That’s a nice tale, which not a lot know of, I suppose.
The Story of the Ink Flag
A better-known story is that of the Raising of the Ink Flag, but maybe you haven’t heard of it either. This story explains the monument next to the clay building.
In March 1949, we were almost done with the Independence war. The only thing left was to sign a cease-fire agreement with the Jordanians. But they wanted the Negev to be part of their territory, although it was supposed to be ours according to the UN Partition Plan. Ben Gurion, the Prime Minister at the time, instructed the IDF to make it a fact that Israel is the rightful owner of the Negev. Eilat is included because it’s situated at the southernmost point of the Negev. So the IDF started “Operation Uvda” (in Hebrew, “Uvda” means “Fact”) and made their way down to conquer Umm Rash-Rash.

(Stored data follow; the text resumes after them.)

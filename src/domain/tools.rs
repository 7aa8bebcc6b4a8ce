//! Interactive tools exposed via Model Context Protocol
//!
//! The registry is built once at startup and shared read-only between requests.
//! Handlers narrow their own arguments and never reject a call for a malformed
//! optional field.

use std::{collections::HashMap, panic::AssertUnwindSafe, sync::Arc};

use async_trait::async_trait;
use chrono::{SecondsFormat, Utc};
use futures_util::FutureExt;
use rust_mcp_sdk::schema::{CallToolResult, ContentBlock, TextContent};
use serde::Serialize;
use serde_json::{json, Map, Value};
use tracing::{error, warn};

use crate::domain::news::{normalize_category, summarize_page, CATEGORIES, DEFAULT_CATEGORY};
use crate::domain::utils::{Arguments, Payload};
use crate::errors::{panic_message, HandlerError, RegistryError, RpcError};
use crate::mcp::server::SUPPORTED_PROTOCOL_VERSION;
use crate::AppState;

pub const ECHO_TOOL: &str = "echo";
pub const SERVER_INFO_TOOL: &str = "get_server_info";
pub const TECHCRUNCH_TOOL: &str = "fetch_from_techcrunch";

#[async_trait]
pub trait ToolHandler: Send + Sync {
    async fn call(&self, state: &AppState, arguments: &Arguments)
        -> Result<Payload, HandlerError>;
}

#[derive(Clone)]
pub struct ToolDescriptor {
    pub name: &'static str,
    pub description: &'static str,
    pub input_schema: Value,
    pub handler: Arc<dyn ToolHandler>,
}

impl ToolDescriptor {
    pub fn new(
        name: &'static str,
        description: &'static str,
        input_schema: Value,
        handler: impl ToolHandler + 'static,
    ) -> Self {
        Self {
            name,
            description,
            input_schema,
            handler: Arc::new(handler),
        }
    }
}

#[derive(Debug, Serialize)]
#[serde(rename_all = "camelCase")]
pub struct ToolSummary<'a> {
    pub name: &'a str,
    pub description: &'a str,
    pub input_schema: &'a Value,
}

#[derive(Default)]
pub struct ToolRegistry {
    tools: Vec<ToolDescriptor>,
    index: HashMap<&'static str, usize>,
}

impl ToolRegistry {
    pub fn builtin() -> Result<Self, RegistryError> {
        let mut registry = Self::default();
        registry.register(ToolDescriptor::new(
            ECHO_TOOL,
            "Echo a message back to the caller, optionally upper-cased",
            json!({
                "type": "object",
                "properties": {
                    "message": {"type": "string", "description": "Text to echo back"},
                    "uppercase": {"type": "boolean", "description": "Upper-case the message", "default": false}
                },
                "required": ["message"]
            }),
            EchoTool,
        ))?;
        registry.register(ToolDescriptor::new(
            SERVER_INFO_TOOL,
            "Describe this server, optionally including its hosting environment",
            json!({
                "type": "object",
                "properties": {
                    "includeEnvironment": {"type": "boolean", "description": "Include hosting environment details", "default": false}
                }
            }),
            ServerInfoTool,
        ))?;
        registry.register(ToolDescriptor::new(
            TECHCRUNCH_TOOL,
            "Fetch the latest news from TechCrunch for a given category",
            json!({
                "type": "object",
                "properties": {
                    "category": {"type": "string", "enum": CATEGORIES, "default": DEFAULT_CATEGORY}
                }
            }),
            TechCrunchTool,
        ))?;
        Ok(registry)
    }

    pub fn register(&mut self, descriptor: ToolDescriptor) -> Result<(), RegistryError> {
        if self.index.contains_key(descriptor.name) {
            return Err(RegistryError::DuplicateTool(descriptor.name.to_string()));
        }

        self.index.insert(descriptor.name, self.tools.len());
        self.tools.push(descriptor);
        Ok(())
    }

    pub fn get(&self, name: &str) -> Option<&ToolDescriptor> {
        self.index.get(name).map(|position| &self.tools[*position])
    }

    pub fn iter(&self) -> impl Iterator<Item = &ToolDescriptor> {
        self.tools.iter()
    }

    pub fn len(&self) -> usize {
        self.tools.len()
    }

    pub fn is_empty(&self) -> bool {
        self.tools.is_empty()
    }
}

pub fn build_tools_list(registry: &ToolRegistry) -> Value {
    let tools = registry
        .iter()
        .map(|tool| ToolSummary {
            name: tool.name,
            description: tool.description,
            input_schema: &tool.input_schema,
        })
        .collect::<Vec<_>>();

    json!({ "tools": tools })
}

pub async fn handle_tools_call(state: &AppState, params: Option<&Value>) -> Result<Value, RpcError> {
    let params = params.and_then(Value::as_object);

    let name = params
        .and_then(|params| params.get("name"))
        .and_then(Value::as_str)
        .ok_or_else(|| RpcError::invalid_params("Missing tool name"))?;

    let arguments = match params.and_then(|params| params.get("arguments")) {
        None | Some(Value::Null) => Arguments::default(),
        Some(Value::Object(map)) => Arguments::new(map.clone()),
        Some(_) => return Err(RpcError::invalid_params("Tool arguments must be an object")),
    };

    let tool = state
        .tools
        .get(name)
        .ok_or_else(|| RpcError::unknown_tool(name))?;

    let payload = AssertUnwindSafe(tool.handler.call(state, &arguments))
        .catch_unwind()
        .await
        .unwrap_or_else(|caught| Err(HandlerError::Panicked(panic_message(caught.as_ref()))))
        .map_err(|err| {
            error!(tool = name, error = %err, "tool handler failed");
            RpcError::from(err)
        })?;

    let structured_content = payload.structured();
    let text = payload.into_text().map_err(RpcError::from)?;

    serde_json::to_value(CallToolResult {
        content: vec![ContentBlock::from(TextContent::new(text, None, None))],
        is_error: None,
        meta: None,
        structured_content,
    })
    .map_err(|err| RpcError::internal(err.to_string()))
}

pub struct EchoTool;

#[async_trait]
impl ToolHandler for EchoTool {
    async fn call(
        &self,
        _state: &AppState,
        arguments: &Arguments,
    ) -> Result<Payload, HandlerError> {
        let message = arguments.str_or("message", "");
        let message = if arguments.flag_or("uppercase", false) {
            message.to_uppercase()
        } else {
            message.to_string()
        };

        Ok(Payload::Text(format!("Echo: {message}")))
    }
}

pub struct ServerInfoTool;

#[async_trait]
impl ToolHandler for ServerInfoTool {
    async fn call(&self, state: &AppState, arguments: &Arguments) -> Result<Payload, HandlerError> {
        let mut info = Map::from_iter([
            ("name".to_string(), json!(env!("CARGO_PKG_NAME"))),
            ("version".to_string(), json!(env!("CARGO_PKG_VERSION"))),
            ("protocolVersion".to_string(), json!(SUPPORTED_PROTOCOL_VERSION)),
            (
                "timestamp".to_string(),
                json!(Utc::now().to_rfc3339_opts(SecondsFormat::Millis, true)),
            ),
            (
                "runtime".to_string(),
                json!({
                    "os": std::env::consts::OS,
                    "arch": std::env::consts::ARCH,
                }),
            ),
        ]);

        if arguments.flag_or("includeEnvironment", false) {
            let environment = &state.environment;
            info.insert(
                "environment".to_string(),
                json!({
                    "bindAddr": environment.bind_addr,
                    "port": environment.port,
                    "telemetryConfigured": environment.telemetry_configured,
                    "managedIdentityConfigured": environment.managed_identity_configured,
                }),
            );
        }

        Ok(Payload::Json(Value::Object(info)))
    }
}

pub struct TechCrunchTool;

#[async_trait]
impl ToolHandler for TechCrunchTool {
    async fn call(&self, state: &AppState, arguments: &Arguments) -> Result<Payload, HandlerError> {
        let requested = arguments.str_or("category", DEFAULT_CATEGORY);
        let category = normalize_category(requested).unwrap_or_else(|| {
            warn!(category = requested, "invalid news category, defaulting to latest");
            DEFAULT_CATEGORY
        });

        let page = state.news_source.fetch_category(category).await?;
        Ok(Payload::Text(summarize_page(category, &page)))
    }
}
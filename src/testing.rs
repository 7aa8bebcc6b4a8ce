//! Shared fixtures for unit tests

use std::sync::{Arc, Mutex};

use async_trait::async_trait;

use crate::config::ServerEnvironment;
use crate::domain::{resources::ResourceRegistry, tools::ToolRegistry};
use crate::errors::HandlerError;
use crate::news_client::{NewsPage, NewsSource};
use crate::AppState;

/// Serves one canned page and remembers which categories were requested.
#[derive(Clone, Default)]
pub struct RecordingNewsSource {
    body: String,
    requested: Arc<Mutex<Vec<String>>>,
}

impl RecordingNewsSource {
    pub fn with_body(body: &str) -> Self {
        Self {
            body: body.to_string(),
            requested: Arc::default(),
        }
    }

    pub fn requested(&self) -> Vec<String> {
        self.requested.lock().expect("requested lock").clone()
    }
}

#[async_trait]
impl NewsSource for RecordingNewsSource {
    async fn fetch_category(&self, category: &str) -> Result<NewsPage, HandlerError> {
        self.requested
            .lock()
            .expect("requested lock")
            .push(category.to_string());
        Ok(NewsPage {
            status: 200,
            body: self.body.clone(),
        })
    }
}

pub struct FailingNewsSource(pub String);

#[async_trait]
impl NewsSource for FailingNewsSource {
    async fn fetch_category(&self, _category: &str) -> Result<NewsPage, HandlerError> {
        Err(HandlerError::Unavailable(self.0.clone()))
    }
}

pub fn test_environment() -> ServerEnvironment {
    ServerEnvironment {
        bind_addr: "0.0.0.0".to_string(),
        port: 8000,
        telemetry_configured: false,
        managed_identity_configured: false,
    }
}

pub fn state_with_news(source: impl NewsSource + 'static) -> AppState {
    AppState::new(test_environment(), Arc::new(source)).expect("builtin registries")
}

pub fn test_state() -> AppState {
    state_with_news(RecordingNewsSource::with_body(
        r#"<article class="post"><h2 class="post-block__title">Test headline about a new AI startup</h2></article>"#,
    ))
}

pub fn failing_state(message: &str) -> AppState {
    state_with_news(FailingNewsSource(message.to_string()))
}

pub fn state_with_resources(resources: ResourceRegistry) -> AppState {
    AppState::with_registries(
        ToolRegistry::builtin().expect("builtin tools"),
        resources,
        test_environment(),
        Arc::new(RecordingNewsSource::default()),
    )
}
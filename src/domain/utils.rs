//! Argument narrowing and payload helpers shared by tools and resources

use serde_json::{Map, Value};

use crate::errors::HandlerError;

/// Untrusted tool arguments. Each accessor narrows one field and falls back
/// to the caller's default when the field is absent or of the wrong type.
#[derive(Debug, Clone, Default, PartialEq)]
pub struct Arguments(Map<String, Value>);

impl Arguments {
    pub fn new(map: Map<String, Value>) -> Self {
        Self(map)
    }

    pub fn str(&self, key: &str) -> Option<&str> {
        self.0.get(key).and_then(Value::as_str)
    }

    pub fn str_or<'a>(&'a self, key: &str, default: &'a str) -> &'a str {
        self.str(key).unwrap_or(default)
    }

    pub fn flag_or(&self, key: &str, default: bool) -> bool {
        match self.0.get(key) {
            Some(Value::Bool(value)) => *value,
            Some(Value::String(value)) => match value.trim().to_ascii_lowercase().as_str() {
                "true" | "1" => true,
                "false" | "0" => false,
                _ => default,
            },
            _ => default,
        }
    }
}

/// Output of a tool handler or resource producer.
#[derive(Debug, Clone, PartialEq)]
pub enum Payload {
    Text(String),
    Json(Value),
}

impl Payload {
    pub fn into_text(self) -> Result<String, HandlerError> {
        match self {
            Self::Text(text) => Ok(text),
            Self::Json(value) => Ok(serde_json::to_string(&value)?),
        }
    }

    pub fn structured(&self) -> Option<Map<String, Value>> {
        match self {
            Self::Json(Value::Object(map)) => Some(map.clone()),
            _ => None,
        }
    }
}

/// Truncates to `max_chars` characters, appending "..." when anything was cut.
pub fn truncate_chars(text: &str, max_chars: usize) -> String {
    match text.char_indices().nth(max_chars) {
        Some((cut, _)) => format!("{}...", &text[..cut]),
        None => text.to_string(),
    }
}

#[cfg(test)]
mod tests {
    use serde_json::json;

    use super::*;

    fn args(value: Value) -> Arguments {
        Arguments::new(value.as_object().cloned().expect("object arguments"))
    }

    #[test]
    fn flag_accepts_booleans_and_boolean_strings() {
        let arguments = args(json!({"a": true, "b": "TRUE", "c": "0", "d": false}));
        assert!(arguments.flag_or("a", false));
        assert!(arguments.flag_or("b", false));
        assert!(!arguments.flag_or("c", true));
        assert!(!arguments.flag_or("d", true));
    }

    #[test]
    fn flag_defaults_on_absent_or_wrong_type() {
        let arguments = args(json!({"number": 1, "text": "yes please", "list": [true]}));
        assert!(!arguments.flag_or("missing", false));
        assert!(arguments.flag_or("number", true));
        assert!(!arguments.flag_or("text", false));
        assert!(!arguments.flag_or("list", false));
    }

    #[test]
    fn str_or_ignores_non_strings() {
        let arguments = args(json!({"message": 42, "name": "ok"}));
        assert_eq!(arguments.str_or("message", ""), "");
        assert_eq!(arguments.str_or("name", ""), "ok");
    }

    #[test]
    fn json_payload_serializes_to_text() {
        let payload = Payload::Json(json!({"status": "healthy"}));
        assert!(payload.structured().is_some());
        assert_eq!(
            payload.into_text().expect("serializable"),
            r#"{"status":"healthy"}"#
        );
        assert!(Payload::Text("plain".to_string()).structured().is_none());
    }

    #[test]
    fn truncate_respects_char_boundaries() {
        assert_eq!(truncate_chars("short", 10), "short");
        assert_eq!(truncate_chars("ééééé", 3), "ééé...");
        assert_eq!(truncate_chars("exact", 5), "exact");
    }
}
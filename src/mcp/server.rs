//! The central Model Context Protocol engine
//!
//! Routes a decoded request to one of the supported methods and turns the
//! outcome into a response envelope. Nothing raised by a tool or resource
//! crosses this boundary except as a JSON-RPC error.

use rust_mcp_sdk::schema::{
    Implementation, InitializeResult, ProtocolVersion, ServerCapabilities,
    ServerCapabilitiesResources, ServerCapabilitiesTools,
};
use serde_json::{json, Value};
use tracing::info;

use crate::domain::{
    resources::{build_resources_list, handle_resources_read},
    tools::{build_tools_list, handle_tools_call},
};
use crate::errors::RpcError;
use crate::mcp::rpc::{JsonRpcRequest, JsonRpcResponse};
use crate::AppState;

pub const SUPPORTED_PROTOCOL_VERSION: &str = "2024-11-05";

pub async fn handle_json_rpc_request(state: &AppState, request: JsonRpcRequest) -> JsonRpcResponse {
    let audit_params = redact_audit_params(request.params.as_ref());
    let outcome = dispatch(state, &request).await;
    let response = JsonRpcResponse::encode(request.id, outcome);

    info!(
        method = %request.method,
        params = %audit_params,
        outcome = if response.is_error() { "failure" } else { "success" },
        "mcp action audited"
    );

    response
}

pub async fn dispatch(state: &AppState, request: &JsonRpcRequest) -> Result<Value, RpcError> {
    let params = request.params.as_ref();

    match request.method.as_str() {
        "initialize" => initialize_result(),
        "ping" => Ok(json!({})),
        "tools/list" => Ok(build_tools_list(&state.tools)),
        "tools/call" => handle_tools_call(state, params).await,
        "resources/list" => build_resources_list(&state.resources),
        "resources/read" => handle_resources_read(state, params).await,
        method => Err(RpcError::method_not_found(method)),
    }
}

pub fn initialize_result() -> Result<Value, RpcError> {
    let initialize_result = InitializeResult {
        server_info: Implementation {
            name: env!("CARGO_PKG_NAME").to_string(),
            version: env!("CARGO_PKG_VERSION").to_string(),
            title: None,
            description: None,
            icons: vec![],
            website_url: None,
        },
        capabilities: ServerCapabilities {
            tools: Some(ServerCapabilitiesTools {
                list_changed: Some(true),
            }),
            resources: Some(ServerCapabilitiesResources {
                subscribe: Some(true),
                list_changed: Some(true),
            }),
            prompts: None,
            ..Default::default()
        },
        protocol_version: ProtocolVersion::V2024_11_05.into(),
        instructions: None,
        meta: None,
    };

    serde_json::to_value(initialize_result).map_err(|err| RpcError::internal(err.to_string()))
}

pub fn redact_audit_params(params: Option<&Value>) -> Value {
    params.map(redact_audit_value).unwrap_or(Value::Null)
}

pub fn redact_audit_value(value: &Value) -> Value {
    match value {
        Value::Object(map) => Value::Object(
            map.iter()
                .map(|(key, item)| {
                    if is_sensitive_key(key) {
                        (key.clone(), Value::String("[REDACTED]".to_string()))
                    } else {
                        (key.clone(), redact_audit_value(item))
                    }
                })
                .collect(),
        ),
        Value::Array(items) => Value::Array(items.iter().map(redact_audit_value).collect()),
        _ => value.clone(),
    }
}

pub fn is_sensitive_key(key: &str) -> bool {
    let normalized = key.trim().to_ascii_lowercase().replace(['-', '_'], "");
    ["token", "secret", "password", "credential", "apikey", "authorization", "connectionstring"]
        .iter()
        .any(|marker| normalized.contains(marker))
}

I won’t bore you with all the details about the operation. I’ll just skip to the end. The first IDF company to arrive at Umm Rash-Rash found no one there. It seemed the place got abandoned before they came. The only thing left was the five clay buildings of the Mandatory police station and a bare pole. The soldiers forgot the Israeli flag at home, so they had to be creative. The company’s secretary took a white sheet they had and painted the Israeli flag on it, with ink. Then the company’s commander went up the pole, which was not at all steady, and hung it on the top. That’s how Umm Rash-Rash, Eilat, became Israeli territory.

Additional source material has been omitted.